Ian Duggan
12-22-2006, 02:06 PM
Just saw this for the first time tonight on Channel five (in the UK obviously enough).
Had a couple of events that I'd never seen before. A kind of combination yoke / Conan's Wheel at 400kgs or so that looked hellish (although Terry Hollands made it looks easy) and a 1 on 1 tug o' war, which frankly looked pretty dumb.
In the one match up that they showed us, Glenn Ross took the rope and leant forwards, Terry Hollands tried to pull but couldn't shift all that body weight, and Glen Ross won the event for being a few inches further forward, I think just by leaning over even further. I mean he was literally 20 degrees off parallel with the ground at one point, with his feet flat on the ground. Not sure where the strength test was in that.
All in all, whilst it looked like a good competition, the TV coverage was pretty awful. They did the usual trick of only showing the athletes that had come in the first 3 or so for each event, but they didn't give any table after each event to show where everybody else had finished. About half way through the events I don't think we'd seen nor heard any mention of about half the athletes. One of the Scottish competitors Stuart Murray, made it to the end of the 2nd (of 3) day. Did we even see a brief list of how he'd done in any of the events he'd done? No.
They also didn't show the events in chronological order, showing the final day first, then breaking off twice to show what had happened on the first two days which were used as qualifying days. No real point to that other than to confuse those that aren't familiar with how most major 3 day comps work.
And as usual on UK TV, the commentating was awful. I heard the phrase "picked that up as if they were shopping bags" three separate times. Even the "expert" didn't seem to know what was going on half the time, and the interviewer was asking some painful questions. The short interview with Dale Norris was amusing mainly due to the look on Dale's face after each question. A kind of "what?! what the hell kind of question is that?" type look...
And Dale, when you fell over backwards trying that 435kg Silver Dollar Deadlift I nearly fell off my chair with you. Talk about putting everything you've got into a lift...
:mag:
Great work by all the competitors though, even watching it and moaning in my head constantly it really made me want to go lift something. Hopefully make it to next years comp.
(Watching of course. Watching.)
Had a couple of events that I'd never seen before. A kind of combination yoke / Conan's Wheel at 400kgs or so that looked hellish (although Terry Hollands made it looks easy) and a 1 on 1 tug o' war, which frankly looked pretty dumb.
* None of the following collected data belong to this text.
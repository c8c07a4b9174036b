//! Multi-node scenario tests (§8): real [`lockmesh::node::Node`]s wired
//! together over an in-memory mesh, exercising direct transfers, multi-hop
//! mediated transfers, timeout cascades, retransmit dedup, routing failure
//! and concurrent sends from one sender.

mod common;

use std::sync::atomic::{AtomicU64, Ordering};
use std::sync::{Arc, Mutex as StdMutex};
use std::time::Duration;

use lockmesh::messages::Message;
use lockmesh::primitives::TokenAmount;

use common::*;

#[tokio::test]
async fn s1_direct_transfer_between_two_partners_moves_balance_with_no_lock() {
    let network = Network::new();
    let clock = Arc::new(AtomicU64::new(1));
    let trace = Arc::new(StdMutex::new(Vec::new()));
    let asset_id = asset();
    let (a, b) = (addr(1), addr(2));
    let channel = contract(1);

    let node_a = spawn_node(
        1,
        asset_id,
        &network,
        clock.clone(),
        vec![(a, b)],
        vec![ChannelSpec { contract: channel, partner: b, our_balance: TokenAmount(100), partner_balance: TokenAmount(100) }],
        allow_all(),
        trace.clone(),
    )
    .await;
    let node_b = spawn_node(
        2,
        asset_id,
        &network,
        clock.clone(),
        vec![(a, b)],
        vec![ChannelSpec { contract: channel, partner: a, our_balance: TokenAmount(100), partner_balance: TokenAmount(100) }],
        allow_all(),
        trace.clone(),
    )
    .await;

    node_a.transfer(asset_id, TokenAmount(10), b).await.unwrap();
    tokio::time::sleep(Duration::from_millis(50)).await;

    assert_eq!(node_a.available_balance(asset_id, b), Some(TokenAmount(90)));
    assert_eq!(node_b.available_balance(asset_id, a), Some(TokenAmount(110)));

    let trace = trace.lock().unwrap();
    assert_eq!(trace.iter().filter(|t| t.kind == "DirectTransfer").count(), 1);
    assert_eq!(trace.iter().filter(|t| t.kind == "Ack").count(), 1);
}

#[tokio::test]
async fn s2_mediated_transfer_settles_every_hop_along_a_three_hop_path() {
    let network = Network::new();
    let clock = Arc::new(AtomicU64::new(1));
    let trace = Arc::new(StdMutex::new(Vec::new()));
    let asset_id = asset();
    let (a, b, c, d) = (addr(1), addr(2), addr(3), addr(4));
    let edges = vec![(a, b), (b, c), (c, d)];
    let (cab, cbc, ccd) = (contract(1), contract(2), contract(3));

    let node_a = spawn_node(
        1,
        asset_id,
        &network,
        clock.clone(),
        edges.clone(),
        vec![ChannelSpec { contract: cab, partner: b, our_balance: TokenAmount(100), partner_balance: TokenAmount(100) }],
        allow_all(),
        trace.clone(),
    )
    .await;
    let node_b = spawn_node(
        2,
        asset_id,
        &network,
        clock.clone(),
        edges.clone(),
        vec![
            ChannelSpec { contract: cab, partner: a, our_balance: TokenAmount(100), partner_balance: TokenAmount(100) },
            ChannelSpec { contract: cbc, partner: c, our_balance: TokenAmount(100), partner_balance: TokenAmount(100) },
        ],
        allow_all(),
        trace.clone(),
    )
    .await;
    let node_c = spawn_node(
        3,
        asset_id,
        &network,
        clock.clone(),
        edges.clone(),
        vec![
            ChannelSpec { contract: cbc, partner: b, our_balance: TokenAmount(100), partner_balance: TokenAmount(100) },
            ChannelSpec { contract: ccd, partner: d, our_balance: TokenAmount(100), partner_balance: TokenAmount(100) },
        ],
        allow_all(),
        trace.clone(),
    )
    .await;
    let node_d = spawn_node(
        4,
        asset_id,
        &network,
        clock.clone(),
        edges.clone(),
        vec![ChannelSpec { contract: ccd, partner: c, our_balance: TokenAmount(100), partner_balance: TokenAmount(100) }],
        allow_all(),
        trace.clone(),
    )
    .await;

    node_a.transfer(asset_id, TokenAmount(10), d).await.unwrap();
    // The initiator returns as soon as it reveals to its own next hop;
    // give the downstream hops time to settle behind it.
    tokio::time::sleep(Duration::from_millis(200)).await;

    assert_eq!(node_a.available_balance(asset_id, b), Some(TokenAmount(90)));
    assert_eq!(node_b.available_balance(asset_id, a), Some(TokenAmount(110)));
    assert_eq!(node_b.available_balance(asset_id, c), Some(TokenAmount(90)));
    assert_eq!(node_c.available_balance(asset_id, b), Some(TokenAmount(110)));
    assert_eq!(node_c.available_balance(asset_id, d), Some(TokenAmount(90)));
    assert_eq!(node_d.available_balance(asset_id, c), Some(TokenAmount(110)));
}

#[tokio::test]
async fn s3_a_target_that_never_reveals_unwinds_and_locks_expire_back_to_original_balances() {
    let network = Network::new();
    let clock = Arc::new(AtomicU64::new(1));
    let trace = Arc::new(StdMutex::new(Vec::new()));
    let asset_id = asset();
    let (a, b, c, d) = (addr(1), addr(2), addr(3), addr(4));
    let edges = vec![(a, b), (b, c), (c, d)];
    let (cab, cbc, ccd) = (contract(1), contract(2), contract(3));

    // D drops its own outbound SecretRequest, so no hop ever learns the secret.
    let drop_secret_request: Filter = Arc::new(|message| !matches!(message, Message::SecretRequest(_)));

    let node_a = spawn_node(
        1,
        asset_id,
        &network,
        clock.clone(),
        edges.clone(),
        vec![ChannelSpec { contract: cab, partner: b, our_balance: TokenAmount(100), partner_balance: TokenAmount(100) }],
        allow_all(),
        trace.clone(),
    )
    .await;
    let node_b = spawn_node(
        2,
        asset_id,
        &network,
        clock.clone(),
        edges.clone(),
        vec![
            ChannelSpec { contract: cab, partner: a, our_balance: TokenAmount(100), partner_balance: TokenAmount(100) },
            ChannelSpec { contract: cbc, partner: c, our_balance: TokenAmount(100), partner_balance: TokenAmount(100) },
        ],
        allow_all(),
        trace.clone(),
    )
    .await;
    let node_c = spawn_node(
        3,
        asset_id,
        &network,
        clock.clone(),
        edges.clone(),
        vec![
            ChannelSpec { contract: cbc, partner: b, our_balance: TokenAmount(100), partner_balance: TokenAmount(100) },
            ChannelSpec { contract: ccd, partner: d, our_balance: TokenAmount(100), partner_balance: TokenAmount(100) },
        ],
        allow_all(),
        trace.clone(),
    )
    .await;
    let node_d = spawn_node(
        4,
        asset_id,
        &network,
        clock.clone(),
        edges.clone(),
        vec![ChannelSpec { contract: ccd, partner: c, our_balance: TokenAmount(100), partner_balance: TokenAmount(100) }],
        drop_secret_request,
        trace.clone(),
    )
    .await;

    let ticking_clock = clock.clone();
    let ticker = tokio::spawn(async move {
        loop {
            tokio::time::sleep(Duration::from_millis(2)).await;
            ticking_clock.fetch_add(1, Ordering::Relaxed);
        }
    });

    let result = node_a.transfer(asset_id, TokenAmount(10), d).await;
    assert!(result.is_err());

    // Let the clock cross every lock's expiration and the poller reap them.
    tokio::time::sleep(Duration::from_millis(400)).await;
    ticker.abort();

    assert_eq!(node_a.available_balance(asset_id, b), Some(TokenAmount(100)));
    assert_eq!(node_b.available_balance(asset_id, a), Some(TokenAmount(100)));
    assert_eq!(node_b.available_balance(asset_id, c), Some(TokenAmount(100)));
    assert_eq!(node_c.available_balance(asset_id, b), Some(TokenAmount(100)));
    assert_eq!(node_c.available_balance(asset_id, d), Some(TokenAmount(100)));
    assert_eq!(node_d.available_balance(asset_id, c), Some(TokenAmount(100)));
}

#[tokio::test]
async fn s4_a_replayed_direct_transfer_is_rejected_without_double_crediting() {
    let network = Network::new();
    let clock = Arc::new(AtomicU64::new(1));
    let trace = Arc::new(StdMutex::new(Vec::new()));
    let asset_id = asset();
    let (a, b) = (addr(1), addr(2));
    let channel = contract(1);

    let node_a = spawn_node(
        1,
        asset_id,
        &network,
        clock.clone(),
        vec![(a, b)],
        vec![ChannelSpec { contract: channel, partner: b, our_balance: TokenAmount(100), partner_balance: TokenAmount(100) }],
        allow_all(),
        trace.clone(),
    )
    .await;
    let node_b = spawn_node(
        2,
        asset_id,
        &network,
        clock.clone(),
        vec![(a, b)],
        vec![ChannelSpec { contract: channel, partner: a, our_balance: TokenAmount(100), partner_balance: TokenAmount(100) }],
        allow_all(),
        trace.clone(),
    )
    .await;

    node_a.transfer(asset_id, TokenAmount(10), b).await.unwrap();
    tokio::time::sleep(Duration::from_millis(50)).await;
    assert_eq!(node_b.available_balance(asset_id, a), Some(TokenAmount(110)));

    let replayed_bytes = {
        let trace = trace.lock().unwrap();
        trace.iter().find(|t| t.kind == "DirectTransfer").expect("a DirectTransfer was sent").bytes.clone()
    };
    node_b.on_raw(replayed_bytes.clone()).await;
    node_b.on_raw(replayed_bytes).await;
    tokio::time::sleep(Duration::from_millis(20)).await;

    assert_eq!(node_b.available_balance(asset_id, a), Some(TokenAmount(110)));
    assert_eq!(node_a.available_balance(asset_id, b), Some(TokenAmount(90)));
}

#[tokio::test]
async fn s5_transfer_with_no_route_to_the_target_fails_with_no_path() {
    let network = Network::new();
    let clock = Arc::new(AtomicU64::new(1));
    let trace = Arc::new(StdMutex::new(Vec::new()));
    let asset_id = asset();
    let a = addr(1);

    let node_a = spawn_node(1, asset_id, &network, clock, Vec::new(), Vec::new(), allow_all(), trace).await;

    let result = node_a.transfer(asset_id, TokenAmount(10), addr(99)).await;
    assert!(matches!(result, Err(lockmesh::node::NodeError::Graph(lockmesh::graph::GraphError::NoPath { source, target })) if source == a && target == addr(99)));
}

#[tokio::test]
async fn s6_two_concurrent_direct_transfers_from_the_same_sender_both_settle() {
    let network = Network::new();
    let clock = Arc::new(AtomicU64::new(1));
    let trace = Arc::new(StdMutex::new(Vec::new()));
    let asset_id = asset();
    let (a, b) = (addr(1), addr(2));
    let channel = contract(1);

    let node_a = spawn_node(
        1,
        asset_id,
        &network,
        clock.clone(),
        vec![(a, b)],
        vec![ChannelSpec { contract: channel, partner: b, our_balance: TokenAmount(100), partner_balance: TokenAmount(100) }],
        allow_all(),
        trace.clone(),
    )
    .await;
    let node_b = spawn_node(
        2,
        asset_id,
        &network,
        clock.clone(),
        vec![(a, b)],
        vec![ChannelSpec { contract: channel, partner: a, our_balance: TokenAmount(100), partner_balance: TokenAmount(100) }],
        allow_all(),
        trace.clone(),
    )
    .await;

    let (first, second) = tokio::join!(node_a.transfer(asset_id, TokenAmount(10), b), node_a.transfer(asset_id, TokenAmount(15), b));
    first.unwrap();
    second.unwrap();
    tokio::time::sleep(Duration::from_millis(50)).await;

    assert_eq!(node_a.available_balance(asset_id, b), Some(TokenAmount(75)));
    assert_eq!(node_b.available_balance(asset_id, a), Some(TokenAmount(125)));
}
In the one match up that they showed us, Glenn Ross took the rope and leant forwards, Terry Hollands tried to pull but couldn't shift all that body weight, and Glen Ross won the event for being a few inches further forward, I think just by leaning over even further. I mean he was literally 20 degrees off parallel with the ground at one point, with his feet flat on the ground. Not sure where the strength test was in that.
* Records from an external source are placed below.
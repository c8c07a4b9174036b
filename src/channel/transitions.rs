//! Pure state-transition functions for [`super::Channel`]: each function
//! here takes the channel and the fields of an inbound or outbound message
//! and either mutates the channel in place or returns a [`ChannelError`].

use crate::constants::reveal_timeout_floor;
use crate::primitives::{Address, BlockNumber, Hashlock, Secret, TokenAmount};

use super::{Channel, ChannelError, ChannelStatus, Lock, Side};

#[derive(Clone, Copy, Debug, Eq, PartialEq)]
pub struct PreparedDirectTransfer {
    pub nonce: u64,
    pub transferred_amount: TokenAmount,
    pub locks_root: [u8; 32],
}

#[derive(Clone, Copy, Debug, Eq, PartialEq)]
pub struct PreparedMediatedTransfer {
    pub nonce: u64,
    pub transferred_amount: TokenAmount,
    pub locks_root: [u8; 32],
    pub lock: Lock,
    pub target: Address,
    pub initiator: Address,
    pub fee: TokenAmount,
}

fn require_open(channel: &Channel) -> Result<(), ChannelError> {
    if channel.status != ChannelStatus::Opened {
        return Err(ChannelError::ChannelClosed);
    }
    Ok(())
}

fn require_affordable(channel: &Channel, amount: TokenAmount) -> Result<(), ChannelError> {
    if amount.is_zero() {
        return Err(ChannelError::InvalidAmount);
    }
    let available = channel.available_balance(Side::Ours);
    if available < amount {
        return Err(ChannelError::InsufficientBalance {
            available: available.0,
            requested: amount.0,
        });
    }
    Ok(())
}

pub(super) fn create_direct_transfer(channel: &mut Channel, amount: TokenAmount) -> Result<PreparedDirectTransfer, ChannelError> {
    require_open(channel)?;
    require_affordable(channel, amount)?;

    let our = &mut channel.our_state;
    our.transferred_amount += amount;
    our.nonce = our.next_nonce();

    Ok(PreparedDirectTransfer {
        nonce: our.nonce,
        transferred_amount: our.transferred_amount,
        locks_root: our.locks_root(),
    })
}

#[allow(clippy::too_many_arguments)]
pub(super) fn create_mediated_transfer(
    channel: &mut Channel,
    amount: TokenAmount,
    hashlock: Hashlock,
    expiration: BlockNumber,
    target: Address,
    initiator: Address,
    fee: TokenAmount,
    current_block: BlockNumber,
) -> Result<PreparedMediatedTransfer, ChannelError> {
    require_open(channel)?;
    require_affordable(channel, amount)?;

    let floor = reveal_timeout_floor(current_block, channel.reveal_timeout);
    if expiration < floor {
        return Err(ChannelError::ExpiredLock { expiration, floor });
    }

    let lock = Lock { amount, expiration, hashlock };

    let our = &mut channel.our_state;
    our.pending_locks.push(lock);
    our.nonce = our.next_nonce();

    Ok(PreparedMediatedTransfer {
        nonce: our.nonce,
        transferred_amount: our.transferred_amount,
        locks_root: our.locks_root(),
        lock,
        target,
        initiator,
        fee,
    })
}

pub(super) fn register_transfer(
    channel: &mut Channel,
    side: Side,
    nonce: u64,
    transferred_amount: TokenAmount,
    locks_root: [u8; 32],
    new_lock: Option<Lock>,
    current_block: BlockNumber,
) -> Result<(), ChannelError> {
    require_open(channel)?;

    if let Some(lock) = new_lock {
        let floor = reveal_timeout_floor(current_block, channel.reveal_timeout);
        if lock.expiration < floor {
            return Err(ChannelError::ExpiredLock { expiration: lock.expiration, floor });
        }
    }

    let end = channel.end_state(side);
    let expected = end.next_nonce();
    if nonce != expected {
        return Err(ChannelError::NonceMismatch { expected, got: nonce });
    }
    if transferred_amount < end.transferred_amount {
        return Err(ChannelError::InsufficientBalance {
            available: end.transferred_amount.0,
            requested: transferred_amount.0,
        });
    }

    let mut pending = end.pending_locks.clone();
    if let Some(lock) = new_lock {
        pending.push(lock);
    }

    let opposite_transferred = channel.end_state(side.opposite()).transferred_amount;
    let new_locked: TokenAmount = pending.iter().map(|lock| lock.amount).sum();
    let credit = end.contract_balance + opposite_transferred;
    let debit = transferred_amount + new_locked;
    if credit < debit {
        return Err(ChannelError::InsufficientBalance { available: credit.0, requested: debit.0 });
    }

    let leaves: Vec<[u8; 32]> = pending.iter().map(|lock| {
        let mut bytes = Vec::with_capacity(16 + 8 + 32);
        bytes.extend_from_slice(&lock.amount.0.to_be_bytes());
        bytes.extend_from_slice(&lock.expiration.0.to_be_bytes());
        bytes.extend_from_slice(&*lock.hashlock);
        crate::primitives::hash_bytes(&bytes)
    }).collect();
    let computed = crate::primitives::compute_locks_root(&leaves);
    if computed != locks_root {
        return Err(ChannelError::InvalidLocksRoot { expected: locks_root, computed });
    }

    let end = channel.end_state_mut(side);
    end.transferred_amount = transferred_amount;
    end.pending_locks = pending;
    end.nonce = nonce;

    Ok(())
}

/// Settles the lock matching `secret`'s hashlock on whichever end holds it,
/// crediting its amount to that end's `transferred_amount`. No-ops (returns
/// `false`) if no pending lock matches, including on repeat application
/// (§8 idempotence laws).
pub(super) fn register_secret(channel: &mut Channel, secret: Secret) -> bool {
    let hashlock = secret.hashlock();
    let mut changed = false;

    for side in [Side::Ours, Side::Partner] {
        if let Some(idx) = channel.end_state(side).pending_lock_index(hashlock) {
            let end = channel.end_state_mut(side);
            let lock = end.pending_locks.remove(idx);
            end.transferred_amount += lock.amount;
            changed = true;
        }
    }

    changed
}

pub(super) fn expire_locks(channel: &mut Channel, current_block: BlockNumber) -> Vec<Lock> {
    let mut expired = Vec::new();

    for side in [Side::Ours, Side::Partner] {
        let end = channel.end_state_mut(side);
        let mut kept = Vec::with_capacity(end.pending_locks.len());
        for lock in end.pending_locks.drain(..) {
            if lock.expiration <= current_block {
                expired.push(lock);
            } else {
                kept.push(lock);
            }
        }
        end.pending_locks = kept;
    }

    expired
}

#[cfg(test)]
mod tests {
    use super::*;
    use crate::channel::tests::opened_channel;

    #[test]
    fn direct_transfer_moves_amount_and_bumps_nonce() {
        let mut channel = opened_channel(100);
        let prepared = channel.create_direct_transfer(TokenAmount(30)).unwrap();
        assert_eq!(prepared.nonce, 1);
        assert_eq!(prepared.transferred_amount, TokenAmount(30));
        assert_eq!(channel.available_balance(Side::Ours), TokenAmount(70));
    }

    #[test]
    fn direct_transfer_rejects_overdraft() {
        let mut channel = opened_channel(10);
        let err = channel.create_direct_transfer(TokenAmount(11)).unwrap_err();
        assert!(matches!(err, ChannelError::InsufficientBalance { .. }));
    }

    #[test]
    fn mediated_transfer_locks_funds_without_moving_transferred_amount() {
        let mut channel = opened_channel(100);
        let secret = Secret::from([7u8; 32]);
        let prepared = channel
            .create_mediated_transfer(
                TokenAmount(40),
                secret.hashlock(),
                BlockNumber(1000),
                channel.partner_state.address,
                channel.our_state.address,
                TokenAmount(0),
                BlockNumber(1),
            )
            .unwrap();
        assert_eq!(prepared.lock.amount, TokenAmount(40));
        assert_eq!(channel.available_balance(Side::Ours), TokenAmount(60));
        assert_eq!(channel.our_state.transferred_amount, TokenAmount(0));
    }

    #[test]
    fn mediated_transfer_rejects_expiration_inside_reveal_timeout() {
        let mut channel = opened_channel(100);
        let secret = Secret::from([7u8; 32]);
        let err = channel
            .create_mediated_transfer(
                TokenAmount(40),
                secret.hashlock(),
                BlockNumber(5),
                channel.partner_state.address,
                channel.our_state.address,
                TokenAmount(0),
                BlockNumber(1),
            )
            .unwrap_err();
        assert!(matches!(err, ChannelError::ExpiredLock { .. }));
    }

    #[test]
    fn mediated_transfer_accepts_expiration_exactly_at_the_reveal_timeout_floor() {
        // reveal_timeout is 10 (see `opened_channel`), current_block is 1, so the floor is 11.
        let mut channel = opened_channel(100);
        let secret = Secret::from([7u8; 32]);
        let prepared = channel
            .create_mediated_transfer(
                TokenAmount(40),
                secret.hashlock(),
                BlockNumber(11),
                channel.partner_state.address,
                channel.our_state.address,
                TokenAmount(0),
                BlockNumber(1),
            )
            .unwrap();
        assert_eq!(prepared.lock.expiration, BlockNumber(11));
    }

    #[test]
    fn mediated_transfer_rejects_expiration_one_block_below_the_floor() {
        let mut channel = opened_channel(100);
        let secret = Secret::from([7u8; 32]);
        let err = channel
            .create_mediated_transfer(
                TokenAmount(40),
                secret.hashlock(),
                BlockNumber(10),
                channel.partner_state.address,
                channel.our_state.address,
                TokenAmount(0),
                BlockNumber(1),
            )
            .unwrap_err();
        assert!(matches!(err, ChannelError::ExpiredLock { .. }));
    }

    #[test]
    fn register_transfer_accepts_a_new_lock_expiring_exactly_at_the_reveal_timeout_floor() {
        let mut channel = opened_channel(100);
        let lock = Lock { amount: TokenAmount(10), expiration: BlockNumber(11), hashlock: Hashlock::from([3u8; 32]) };
        let mut pending = channel.partner_state.pending_locks.clone();
        pending.push(lock);
        let leaves: Vec<[u8; 32]> = pending
            .iter()
            .map(|l| {
                let mut bytes = Vec::with_capacity(16 + 8 + 32);
                bytes.extend_from_slice(&l.amount.0.to_be_bytes());
                bytes.extend_from_slice(&l.expiration.0.to_be_bytes());
                bytes.extend_from_slice(&*l.hashlock);
                crate::primitives::hash_bytes(&bytes)
            })
            .collect();
        let locks_root = crate::primitives::compute_locks_root(&leaves);

        channel
            .register_transfer(Side::Partner, 1, TokenAmount(0), locks_root, Some(lock), BlockNumber(1))
            .unwrap();
        assert_eq!(channel.partner_state.pending_locks, vec![lock]);
    }

    #[test]
    fn register_transfer_rejects_a_new_lock_one_block_below_the_reveal_timeout_floor() {
        let mut channel = opened_channel(100);
        let lock = Lock { amount: TokenAmount(10), expiration: BlockNumber(10), hashlock: Hashlock::from([3u8; 32]) };
        let err = channel
            .register_transfer(Side::Partner, 1, TokenAmount(0), channel.partner_state.locks_root(), Some(lock), BlockNumber(1))
            .unwrap_err();
        assert!(matches!(err, ChannelError::ExpiredLock { .. }));
    }

    #[test]
    fn register_secret_settles_the_lock_and_is_idempotent() {
        let mut channel = opened_channel(100);
        let secret = Secret::from([7u8; 32]);
        channel
            .create_mediated_transfer(
                TokenAmount(40),
                secret.hashlock(),
                BlockNumber(1000),
                channel.partner_state.address,
                channel.our_state.address,
                TokenAmount(0),
                BlockNumber(1),
            )
            .unwrap();

        assert!(channel.register_secret(secret));
        assert_eq!(channel.our_state.transferred_amount, TokenAmount(40));
        assert!(channel.our_state.pending_locks.is_empty());

        assert!(!channel.register_secret(secret));
    }

    #[test]
    fn expire_locks_frees_available_balance() {
        let mut channel = opened_channel(100);
        let secret = Secret::from([7u8; 32]);
        channel
            .create_mediated_transfer(
                TokenAmount(40),
                secret.hashlock(),
                BlockNumber(20),
                channel.partner_state.address,
                channel.our_state.address,
                TokenAmount(0),
                BlockNumber(1),
            )
            .unwrap();
        assert_eq!(channel.available_balance(Side::Ours), TokenAmount(60));

        let expired = channel.expire_locks(BlockNumber(25));
        assert_eq!(expired.len(), 1);
        assert_eq!(channel.available_balance(Side::Ours), TokenAmount(100));
    }

    #[test]
    fn register_transfer_rejects_nonce_mismatch() {
        let mut channel = opened_channel(100);
        let err = channel
            .register_transfer(Side::Partner, 5, TokenAmount(10), channel.partner_state.locks_root(), None, BlockNumber(1))
            .unwrap_err();
        assert!(matches!(err, ChannelError::NonceMismatch { expected: 1, got: 5 }));
    }

    #[test]
    fn register_transfer_applies_a_matching_direct_transfer() {
        let mut channel = opened_channel(100);
        let locks_root = channel.partner_state.locks_root();
        channel
            .register_transfer(Side::Partner, 1, TokenAmount(25), locks_root, None, BlockNumber(1))
            .unwrap();
        assert_eq!(channel.partner_state.transferred_amount, TokenAmount(25));
        assert_eq!(channel.available_balance(Side::Ours), TokenAmount(125));
    }
}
All in all, whilst it looked like a good competition, the TV coverage was pretty awful. They did the usual trick of only showing the athletes that had come in the first 3 or so for each event, but they didn't give any table after each event to show where everybody else had finished. About half way through the events I don't think we'd seen nor heard any mention of about half the athletes. One of the Scottish competitors Stuart Murray, made it to the end of the 2nd (of 3) day. Did we even see a brief list of how he'd done in any of the events he'd done? No.
They also didn't show the events in chronological order, showing the final day first, then breaking off twice to show what had happened on the first two days which were used as qualifying days. No real point to that other than to confuse those that aren't familiar with how most major 3 day comps work.
And as usual on UK TV, the commentating was awful. I heard the phrase "picked that up as if they were shopping bags" three separate times. Even the "expert" didn't seem to know what was going on half the time, and the interviewer was asking some painful questions. The short interview with Dale Norris was amusing mainly due to the look on Dale's face after each question. A kind of "what?! what the hell kind of question is that?" type look...
And Dale, when you fell over backwards trying that 435kg Silver Dollar Deadlift I nearly fell off my chair with you. Talk about putting everything you've got into a lift...
:mag:
Great work by all the competitors though, even watching it and moaning in my head constantly it really made me want to go lift something. Hopefully make it to next years comp.